Investor Presentaiton
Executive Summary
⚫ On 1st July 2018 Mercury Group completed a corporate reorganisation to separate the digital payments and ancillary businesses (new "Nexi
Group") from the regulated banking operations, which were pooled into a BankCo ("DEPObank”) and spun-off to its shareholders. The Nexi
Group comprises of the following revenue-generating subsidiaries: Nexi Payments, Bassilichi Payments, Mercury Payments, Oasi Diagram,
Helpline, and Sparkling 18.
• To support the reorganization and refinance outstanding debt at the holding company level, Nexi Capital raised €2.6bn, via publicly-traded
Notes and Private Notes (€2.2bn and €0.4bn, respectively). Furthermore, the Nexi Group entered into a new RCF, as well as a settlement
obligations factoring agreement with BBB rated Unicredit.

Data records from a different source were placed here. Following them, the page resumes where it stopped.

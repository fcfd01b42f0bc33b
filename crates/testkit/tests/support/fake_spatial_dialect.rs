use geodialect_core::{
    DatabaseAdapter, Envelope, FeatureType, Filter, FilterToSql, Geometry, GeometryDescriptor,
    GeometryFactory, GeometryType, Hints, Result, ScalarValue, SqlDialect, ValueType,
    encode_default_value, query_scalar_text, unsupported,
};

pub const VERSION_QUERY: &str = "SELECT fake_version()";

/// Registers each geometry column with one statement and needs a version
/// answer from the connection first.
#[derive(Debug, Default)]
pub struct FakeSpatialDialect;

impl FakeSpatialDialect {
    pub fn register_sql(schema: &str, table: &str, column: &str, version: &str) -> String {
        format!("REGISTER {schema}.{table}.{column} v{version}")
    }
}

struct FakeFilterToSql;

impl FilterToSql for FakeFilterToSql {
    fn dialect_name(&self) -> &str {
        "fake_spatial"
    }

    fn encode_column(&self, name: &str, sql: &mut String) {
        sql.push_str(name);
    }

    fn encode_literal(&self, value: &ScalarValue, sql: &mut String) {
        encode_default_value(value, sql);
    }

    fn encode_spatial(&self, filter: &Filter, _sql: &mut String) -> Result<()> {
        Err(unsupported(self.dialect_name(), filter.kind()))
    }
}

impl SqlDialect for FakeSpatialDialect {
    fn name(&self) -> &str {
        "fake_spatial"
    }

    fn encode_geometry_column(
        &self,
        descriptor: &GeometryDescriptor,
        prefix: Option<&str>,
        _srid: Option<i32>,
        _hints: &Hints,
        sql: &mut String,
    ) {
        self.encode_column_name(prefix, &descriptor.name, sql);
    }

    fn encode_geometry_envelope(&self, _table: &str, column: &str, sql: &mut String) {
        sql.push_str(column);
    }

    fn decode_geometry_envelope(&self, _value: Option<&str>) -> Result<Envelope> {
        Ok(Envelope::null())
    }

    fn decode_geometry_value(
        &self,
        _descriptor: &GeometryDescriptor,
        _value: Option<&str>,
        _factory: &GeometryFactory,
    ) -> Result<Option<Geometry>> {
        Ok(None)
    }

    fn encode_geometry_value(
        &self,
        _value: Option<&Geometry>,
        _srid: i32,
        sql: &mut String,
    ) -> Result<()> {
        sql.push_str("NULL");
        Ok(())
    }

    fn geometry_srid(
        &self,
        _schema: Option<&str>,
        _table: &str,
        _column: &str,
        _cx: &dyn DatabaseAdapter,
    ) -> Result<Option<i32>> {
        Ok(None)
    }

    fn sequence_for_column(
        &self,
        _schema: Option<&str>,
        _table: &str,
        _column: &str,
        _cx: &dyn DatabaseAdapter,
    ) -> Result<Option<String>> {
        Ok(None)
    }

    fn next_sequence_value(
        &self,
        _schema: Option<&str>,
        _sequence: &str,
        _cx: &dyn DatabaseAdapter,
    ) -> Result<Option<i64>> {
        Ok(None)
    }

    fn last_auto_generated_value(
        &self,
        _schema: Option<&str>,
        _table: &str,
        _column: &str,
        _cx: &dyn DatabaseAdapter,
    ) -> Result<Option<i64>> {
        Ok(None)
    }

    fn binding_for_type_name(&self, _type_name: &str) -> Option<ValueType> {
        None
    }

    fn geometry_type_name(&self, geometry_type: GeometryType) -> &str {
        geometry_type.wkt_tag()
    }

    fn encode_primary_key(&self, column: &str, sql: &mut String) {
        sql.push_str(column);
    }

    fn post_create_table(
        &self,
        schema: Option<&str>,
        feature_type: &FeatureType,
        cx: &dyn DatabaseAdapter,
    ) -> Result<()> {
        let version = query_scalar_text(cx, VERSION_QUERY)?.unwrap_or_default();
        for descriptor in feature_type.geometry_descriptors() {
            cx.execute(&Self::register_sql(
                schema.unwrap_or("main"),
                &feature_type.name,
                &descriptor.name,
                &version,
            ))?;
        }
        Ok(())
    }

    fn post_drop_table(
        &self,
        schema: Option<&str>,
        feature_type: &FeatureType,
        cx: &dyn DatabaseAdapter,
    ) -> Result<()> {
        cx.execute(&format!(
            "UNREGISTER {}.{}",
            schema.unwrap_or("main"),
            feature_type.name
        ))
    }

    fn create_filter_to_sql(&self) -> Box<dyn FilterToSql + '_> {
        Box::new(FakeFilterToSql)
    }
}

On 28th September 2018 Nexi Payments closed the acquisition of Banca Carige's merchant acquiring book - one more step towards building-
up scale through disciplined M&A.
While making significant strategic progress, the Nexi Group delivered a solid Q3 2018 YTD financial performance. On a pro-forma basis¹:
○ Operating Revenue grew by a volume-driven 4.6% to €729m
○ EBITDA increased by 13.4% to reach €313m, with an EBITDA margin expansion of over 3 percentage points to 43.0%
o Cash conversion² stood at over 67% (notwithstanding Capex increasing by 65% for the same period last year)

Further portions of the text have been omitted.